请注意,这项临时性政策将于今年11月份停止执行,此后未按期参保缴费,恢复原有的待遇等待期。
职工医保和城乡居民医保,哪个更好?
05
从缴费标准方面比较,当前黄石市城乡居民医保缴费标准是350元/人/年,灵活就业人员参加职工医保的缴费标准是360元/月。两相比较,职工医保参保缴费标准确实比城乡居民医保参保缴费标准高一些。
从缴费年限方面比较,城乡居民医保“交一年管一年”,按期缴纳保费即享受保费年度的医保待遇,终身按期缴费,方可终身正常享受医保待遇;职工医保“达标免缴”,即缴费达到法定退休年龄时累计缴费年限男满30年、女满25年,且实际缴费年限满13年,退休后不再缴纳基本医疗保险费,按规定享受基本医疗保险待遇。
新业态从业人员可自由选择参加城乡居民医保或职工医保。
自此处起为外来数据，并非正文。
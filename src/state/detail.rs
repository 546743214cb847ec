//! Detail projection: the items of one open list.
//!
//! Items split into open and completed partitions. With [`ItemFilter::ByCategory`]
//! the open partition gets a header per category group. Every row remembers
//! the item's id and its index in the owning list, so actions on a sorted or
//! grouped row reach the right item.

use crate::model::{display_category, ItemId, ListId, ShoppingItem, ShoppingList};
use serde::Deserialize;
use std::cmp::Ordering;
use std::collections::BTreeMap;
use std::fmt;
use std::str::FromStr;

/// Placeholder for an empty open partition.
pub const NO_OPEN_ITEMS: &str = "No open items";
/// Placeholder for an empty completed partition.
pub const NO_COMPLETED_ITEMS: &str = "No completed items";

/// Whether items are grouped by category.
#[derive(Debug, Clone, Copy, PartialEq, Eq, Default)]
pub enum ItemFilter {
    /// Flat list.
    #[default]
    All,
    /// Grouped under category headers.
    ByCategory,
}

impl ItemFilter {
    /// The other mode.
    pub fn toggle(self) -> Self {
        match self {
            ItemFilter::All => ItemFilter::ByCategory,
            ItemFilter::ByCategory => ItemFilter::All,
        }
    }
}

/// Name ordering applied to items.
#[derive(Debug, Clone, Copy, PartialEq, Eq, Default, Deserialize)]
#[serde(rename_all = "lowercase")]
pub enum SortOrder {
    /// Model order.
    #[default]
    Default,
    /// Name A to Z, ignoring case.
    #[serde(alias = "ascending")]
    Asc,
    /// Name Z to A, ignoring case.
    #[serde(alias = "descending")]
    Desc,
}

impl SortOrder {
    /// default → asc → desc → default
    pub fn cycle(self) -> Self {
        match self {
            SortOrder::Default => SortOrder::Asc,
            SortOrder::Asc => SortOrder::Desc,
            SortOrder::Desc => SortOrder::Default,
        }
    }

    fn compare(self, a: &ShoppingItem, b: &ShoppingItem) -> Ordering {
        let by_name = || a.name.to_lowercase().cmp(&b.name.to_lowercase());
        match self {
            SortOrder::Default => Ordering::Equal,
            SortOrder::Asc => by_name(),
            SortOrder::Desc => by_name().reverse(),
        }
    }
}

impl fmt::Display for SortOrder {
    fn fmt(&self, f: &mut fmt::Formatter<'_>) -> fmt::Result {
        f.write_str(match self {
            SortOrder::Default => "default",
            SortOrder::Asc => "asc",
            SortOrder::Desc => "desc",
        })
    }
}

impl FromStr for SortOrder {
    type Err = String;

    fn from_str(s: &str) -> Result<Self, Self::Err> {
        match s.trim().to_ascii_lowercase().as_str() {
            "default" | "none" => Ok(SortOrder::Default),
            "asc" | "ascending" => Ok(SortOrder::Asc),
            "desc" | "descending" => Ok(SortOrder::Desc),
            other => Err(format!(
                "invalid sort order '{other}' (expected default, asc or desc)"
            )),
        }
    }
}

/// A projected item.
#[derive(Debug, Clone, PartialEq)]
pub struct ItemRow {
    /// Id of the item.
    pub item_id: ItemId,
    /// Position in `ShoppingList::items`.
    pub index: usize,
    /// Item name.
    pub name: String,
    /// Quantity and unit, e.g. `2 kg`. Empty when neither is set.
    pub amount: String,
    /// Stored category.
    pub category: String,
    /// Free-form note.
    pub description: String,
    /// Checked off.
    pub completed: bool,
}

impl ItemRow {
    fn from_item(index: usize, item: &ShoppingItem) -> Self {
        Self {
            item_id: item.id,
            index,
            name: item.name.clone(),
            amount: item.amount_label(),
            category: item.category.clone(),
            description: item.description.clone(),
            completed: item.completed,
        }
    }
}

/// One line of the detail view.
#[derive(Debug, Clone, PartialEq)]
pub enum DetailRow {
    /// Category group header, display-cased.
    Header(String),
    /// An item.
    Item(ItemRow),
}

impl DetailRow {
    /// The item, unless this is a header.
    pub fn as_item(&self) -> Option<&ItemRow> {
        match self {
            DetailRow::Item(row) => Some(row),
            DetailRow::Header(_) => None,
        }
    }
}

/// Both partitions of an open list.
#[derive(Debug, Clone, Default, PartialEq)]
pub struct DetailProjection {
    /// Open items, with headers when grouped.
    pub open: Vec<DetailRow>,
    /// Checked items.
    pub completed: Vec<DetailRow>,
}

impl DetailProjection {
    /// Project one list with the given grouping and sort.
    pub fn project(list: &ShoppingList, filter: ItemFilter, sort: SortOrder) -> Self {
        let mut projection = DetailProjection::default();
        match filter {
            ItemFilter::All => {
                let mut items: Vec<(usize, &ShoppingItem)> = list.items.iter().enumerate().collect();
                items.sort_by(|(_, a), (_, b)| sort.compare(a, b));
                projection.extend(items);
            }
            ItemFilter::ByCategory => {
                let mut groups: BTreeMap<String, Vec<(usize, &ShoppingItem)>> = BTreeMap::new();
                for (index, item) in list.items.iter().enumerate() {
                    groups.entry(item.group_key()).or_default().push((index, item));
                }
                for (key, mut items) in groups {
                    items.sort_by(|(_, a), (_, b)| sort.compare(a, b));
                    if items.iter().any(|(_, item)| !item.completed) {
                        projection.open.push(DetailRow::Header(display_category(&key)));
                    }
                    projection.extend(items);
                }
            }
        }
        projection
    }

    fn extend(&mut self, items: Vec<(usize, &ShoppingItem)>) {
        for (index, item) in items {
            let row = DetailRow::Item(ItemRow::from_item(index, item));
            if item.completed {
                self.completed.push(row);
            } else {
                self.open.push(row);
            }
        }
    }

    /// Item rows in display order: open partition first, then completed.
    /// This is the order the detail selection walks.
    pub fn selectable(&self) -> Vec<&ItemRow> {
        self.open
            .iter()
            .chain(self.completed.iter())
            .filter_map(DetailRow::as_item)
            .collect()
    }

    /// Number of open items, headers excluded.
    pub fn open_count(&self) -> usize {
        self.open.iter().filter(|row| row.as_item().is_some()).count()
    }
}

/// View settings for the open list.
#[derive(Debug, Clone, Copy, PartialEq, Eq)]
pub struct DetailViewState {
    /// The open list.
    pub list_id: ListId,
    /// Grouping mode.
    pub filter: ItemFilter,
    /// Sort order.
    pub sort: SortOrder,
    /// Index into [`DetailProjection::selectable`].
    pub selected: usize,
}

impl DetailViewState {
    /// Flat view of a list with the first item selected.
    pub fn new(list_id: ListId, sort: SortOrder) -> Self {
        Self {
            list_id,
            filter: ItemFilter::All,
            sort,
            selected: 0,
        }
    }

    /// Project with the current settings.
    pub fn project(&self, list: &ShoppingList) -> DetailProjection {
        DetailProjection::project(list, self.filter, self.sort)
    }

    /// Indicator shown in the modal title, e.g. `[by category, A-Z]`.
    pub fn indicator(&self) -> String {
        let filter = match self.filter {
            ItemFilter::All => "all",
            ItemFilter::ByCategory => "by category",
        };
        let sort = match self.sort {
            SortOrder::Default => "list order",
            SortOrder::Asc => "A-Z",
            SortOrder::Desc => "Z-A",
        };
        format!("[{filter}, {sort}]")
    }
}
如果经济能力尚可,建议参加职工医保,待遇保障水平更高,达到法定退休年龄时缴费年限“达标”就可以终身免缴费享受职工基本医保待遇;如当前经济能力有限,参加城乡居民医保也是很好的选择,每年缴费标准不高,待遇保障也很全面。
参加了基本医疗保险,还有必要参加职工大额医疗费用补助或城乡居民大病保险吗?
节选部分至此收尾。